C'est dans la Somme, fin novembre 1914, qu'il reçoit son baptême du feu. Son unité est engagée à Rosière-en-Santerre, puis à proximité du village de Frise.
Sauser n'a pas encore le galon des responsabilités, mais sa maturité et son charisme le placent naturellement comme chef de file d'une bande d'étrangers et d'intellectuels, motivés ou en quête de rachat. L'escouade est chargée des " coups de main ", c'est-à-dire d'aller dans les lignes ennemies pour obtenir des renseignements et faire des prisonniers. Son unité se déplace ensuite vers Tilloloy. Six mois après son engagement, Sauser est nommé légionnaire de 1ère classe.
Amputé du bras droit.
Sa conduite au feu et son comportement héroïque lui valent d'être promu caporal à titre exceptionnel le 12 juin 1915. Quant à son régiment, exsangue, il est dissous le 13 juillet 1915. Les survivants, au nombre de cinq officiers et 892 légionnaires, rejoignent le 2e Régiment de marche du 2e Étranger. À partir du 25 septembre, le régiment est transporté à Saint-Hillaire-du-Temple, en Champagne. Blaise Cendrars participe à la grande offensive du 25 au 28 septembre.
Ce dernier jour, au cours de l'un des nombreux assauts de son unité et alors qu'il se trouve aux avant-postes à quelques kilomètres de la ferme de Navarin, le caporal Sauser est touché par un éclat qui lui arrache la main droite. La blessure est grave et l'amputation du bras inévitable. Frédéric Sauser, titulaire de la Médaille militaire et de la Croix de guerre, est réformé.
La trilogie.
Naturalisé français en 1916, Blaise Cendrars retourne à l'écriture, séjourne tantôt à Paris, tantôt à Cannes. Au début des années 1920, le goût du voyage le reprend, et c'est vers le Brésil que ses pas le portent. L'ancien légionnaire poursuit sa quête de l'aventure, continue d'écrire et publie quelques-uns de ses chefs-d'œuvre : Petits Contes nègres pour les enfants des blancs, l'Or, Rhum, Dix-neuf poèmes élastiques, D'Oultremer à Indigo... Il est aussi correspondant pour le journal Paris-Soir.
Lors de la Seconde Guerre mondiale, Cendrars vit à Aix-en-Provence et ne revient à Paris, sa ville, qu'au début des années 1950. Entre-temps, il écrit et publie une trilogie : l'Homme foudroyé, la Main coupée et Bourlinguer. Dans la Main coupée (1946), Blaise Cendrars évoque ses souvenirs de la Grande Guerre et de son passage à la Légion étrangère :" Le métier d'homme de guerre est une chose abominable et pleine de cicatrice, comme la poésie".

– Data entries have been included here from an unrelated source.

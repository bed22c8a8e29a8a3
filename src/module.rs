//! Query façade over the blocks loaded from one directory.

use std::path::{Path, PathBuf};

use crate::block::{Arena, Attribute, Block, BlockId, BlockKind};
use crate::error::ReferenceError;

/// Blocks of one module instance plus where they came from.
#[derive(Debug, Clone)]
pub struct ModuleData {
    pub(crate) root_path: PathBuf,
    pub(crate) module_path: PathBuf,
    pub(crate) blocks: Vec<BlockId>,
    pub(crate) calling_block: Option<BlockId>,
}

impl ModuleData {
    pub(crate) fn new(
        root_path: PathBuf,
        module_path: PathBuf,
        blocks: Vec<BlockId>,
        calling_block: Option<BlockId>,
    ) -> Self {
        Self {
            root_path,
            module_path,
            blocks,
            calling_block,
        }
    }
}

#[derive(Clone, Copy)]
pub struct Module<'a> {
    arena: &'a Arena,
    data: &'a ModuleData,
}

impl<'a> Module<'a> {
    pub(crate) fn new(arena: &'a Arena, data: &'a ModuleData) -> Self {
        Self { arena, data }
    }

    pub fn root_path(&self) -> &'a Path {
        &self.data.root_path
    }

    pub fn module_path(&self) -> &'a Path {
        &self.data.module_path
    }

    /// The `module` block that instantiated this module; `None` for the root.
    pub fn calling_block(&self) -> Option<Block<'a>> {
        self.data.calling_block.map(|id| self.arena.block(id))
    }

    pub fn blocks(&self) -> Vec<Block<'a>> {
        self.data
            .blocks
            .iter()
            .map(|id| self.arena.block(*id))
            .collect()
    }

    fn blocks_by_type(&self, kind: &BlockKind, label: &str) -> Vec<Block<'a>> {
        self.blocks()
            .into_iter()
            .filter(|b| b.kind() == kind && !b.labels().is_empty() && b.type_label() == label)
            .collect()
    }

    pub fn get_resources_by_type(&self, label: &str) -> Vec<Block<'a>> {
        self.blocks_by_type(&BlockKind::Resource, label)
    }

    pub fn get_datas_by_type(&self, label: &str) -> Vec<Block<'a>> {
        self.blocks_by_type(&BlockKind::Data, label)
    }

    /// Provider blocks for `name`. With an alias (`"west"` or `"aws.west"`)
    /// only blocks whose `alias` attribute matches are returned, without one
    /// only blocks that have no `alias`.
    pub fn get_provider_blocks_by_provider(&self, name: &str, alias: Option<&str>) -> Vec<Block<'a>> {
        let prefix = format!("{name}.");
        self.blocks_by_type(&BlockKind::Provider, name)
            .into_iter()
            .filter(|block| match alias {
                Some(alias) => {
                    let alias = alias.strip_prefix(&prefix).unwrap_or(alias);
                    block
                        .get_attribute("alias")
                        .is_some_and(|attr| attr.equals(alias, &[]))
                }
                None => block.missing_child("alias"),
            })
            .collect()
    }

    /// First block addressed by any reference in `attr`.
    pub fn get_referenced_block(&self, attr: &Attribute<'_>) -> Result<Block<'a>, ReferenceError> {
        let blocks = self.blocks();
        attr.all_references()
            .iter()
            .find_map(|reference| {
                blocks
                    .iter()
                    .find(|block| reference.refers_to(&block.reference()))
                    .copied()
            })
            .ok_or_else(|| ReferenceError::NoMatchingBlock(attr.name().to_string()))
    }

    /// Resources of type `label` whose `attr_name` references `target`, either
    /// directly or through an `each.*` value whose `for_each` references it.
    pub fn get_referencing_resources(
        &self,
        target: &Block<'_>,
        label: &str,
        attr_name: &str,
    ) -> Vec<Block<'a>> {
        self.get_resources_by_type(label)
            .into_iter()
            .filter(|block| {
                let Some(attr) = block.get_attribute(attr_name) else {
                    return false;
                };
                if attr.references_block(target) {
                    return true;
                }
                let via_each = attr
                    .all_references()
                    .iter()
                    .any(|reference| reference.type_label() == "each");
                via_each
                    && block
                        .get_attribute("for_each")
                        .is_some_and(|for_each| for_each.references_block(target))
            })
            .collect()
    }

    /// Module calls whose `source` equals `source`.
    pub fn get_modules_by_source(&self, source: &str) -> Vec<Block<'a>> {
        self.blocks()
            .into_iter()
            .filter(|block| *block.kind() == BlockKind::Module)
            .filter(|block| {
                block
                    .get_attribute("source")
                    .is_some_and(|attr| attr.equals(source, &[]))
            })
            .collect()
    }
}

#[cfg(test)]
mod tests {
    use super::*;
    use crate::block::tests::arena_from;

    fn module(ids: Vec<BlockId>) -> ModuleData {
        ModuleData::new(PathBuf::from("/project"), PathBuf::from("/project"), ids, None)
    }

    const SOURCE: &str = r#"
provider "aws" {
  region = "eu-west-1"
}
provider "aws" {
  alias  = "west"
  region = "us-west-2"
}
resource "aws_instance" "web" {
  ami = "x"
}
resource "aws_eip" "ip" {
  instance = aws_instance.web.id
}
resource "aws_ebs_volume" "vol" {
  for_each = aws_instance.web.disks
  size     = each.value.size
}
data "aws_ami" "ubuntu" {}
module "net" {
  source = "./net"
}
"#;

    #[test]
    fn typed_lookups() {
        let (arena, ids) = arena_from(SOURCE);
        let data = module(ids);
        let m = Module::new(&arena, &data);
        assert_eq!(m.get_resources_by_type("aws_instance").len(), 1);
        assert_eq!(m.get_datas_by_type("aws_ami").len(), 1);
        assert!(m.get_resources_by_type("aws_ami").is_empty());
        assert_eq!(m.get_modules_by_source("./net").len(), 1);
        assert!(m.get_modules_by_source("./other").is_empty());
        assert!(m.calling_block().is_none());
    }

    #[test]
    fn provider_lookup_by_alias() {
        let (arena, ids) = arena_from(SOURCE);
        let data = module(ids);
        let m = Module::new(&arena, &data);

        let default = m.get_provider_blocks_by_provider("aws", None);
        assert_eq!(default.len(), 1);
        assert!(default[0].missing_child("alias"));

        let west = m.get_provider_blocks_by_provider("aws", Some("aws.west"));
        assert_eq!(west.len(), 1);
        assert_eq!(
            west[0].get_attribute("region").unwrap().value(),
            crate::value::Value::from("us-west-2")
        );
        assert_eq!(m.get_provider_blocks_by_provider("aws", Some("west")).len(), 1);
        assert!(m.get_provider_blocks_by_provider("aws", Some("east")).is_empty());
    }

    #[test]
    fn referenced_and_referencing_blocks() {
        let (arena, ids) = arena_from(SOURCE);
        let data = module(ids);
        let m = Module::new(&arena, &data);

        let web = m.get_resources_by_type("aws_instance")[0];
        let eip = m.get_resources_by_type("aws_eip")[0];
        let instance = eip.get_attribute("instance").unwrap();
        assert_eq!(m.get_referenced_block(&instance).unwrap(), web);

        let ami = web.get_attribute("ami").unwrap();
        assert_eq!(
            m.get_referenced_block(&ami),
            Err(ReferenceError::NoMatchingBlock("ami".into()))
        );

        assert_eq!(m.get_referencing_resources(&web, "aws_eip", "instance"), vec![eip]);
        let volumes = m.get_referencing_resources(&web, "aws_ebs_volume", "size");
        assert_eq!(volumes.len(), 1);
        assert!(m.get_referencing_resources(&eip, "aws_ebs_volume", "size").is_empty());
    }
}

En 1956, Cendrars est atteint d'une hémiplégie qui lui paralyse le côté gauche et son unique main. André Malraux, ministre de la Culture, lui remet, le 17 janvier 1961, le Grand Prix littéraire de la Ville de Paris.
Quatre jours plus tard, le 21 janvier 1961, l'écrivain-poète-aventurier et légionnaire Cendrars meurt à Paris.
Le peintre et le poète.
Cendrars conte l'une de ces missions " coup de main ". Celle-ci aurait pu l'amener à croiser la route d'un artiste de ses amis: " Comme nous étions au bout du monde, au terminus des tranchées, au seul point du front où elles étaient interrompues sur une largeur d'une quinzaine de kilomètres par les marais et les méandres de la Somme, nous étions chargés de faire deux fois par nuit une patrouille pour établir la liaison avec le régiment de la biffe qui tenait Curlu sur l'autre rive. Après la guerre, j'ai appris que Georges Braque, le génial maître du cubisme, était lieutenant dans ce régiment dont j'ai oublié le numéro. Ah, si je l'avais su, je serais allé serrer la main à mon bon ami Braque! ".
L'appel aux étrangers.
En compagnie de Riccioto Canudo, Blaise Cendrars est l'instigateur, dès le 29 juillet 1914, d'un manifeste d'intellectuels étrangers. Il lance un appel aux étrangers résidant en France : " Tout homme digne de ce nom doit aujourd'hui agir, doit se défendre de rester inactif au milieu de la plus formidable déflagration que l'histoire ait jamais pu enregistrer". L'écrivain ne tarde pas à transformer ses paroles en actes.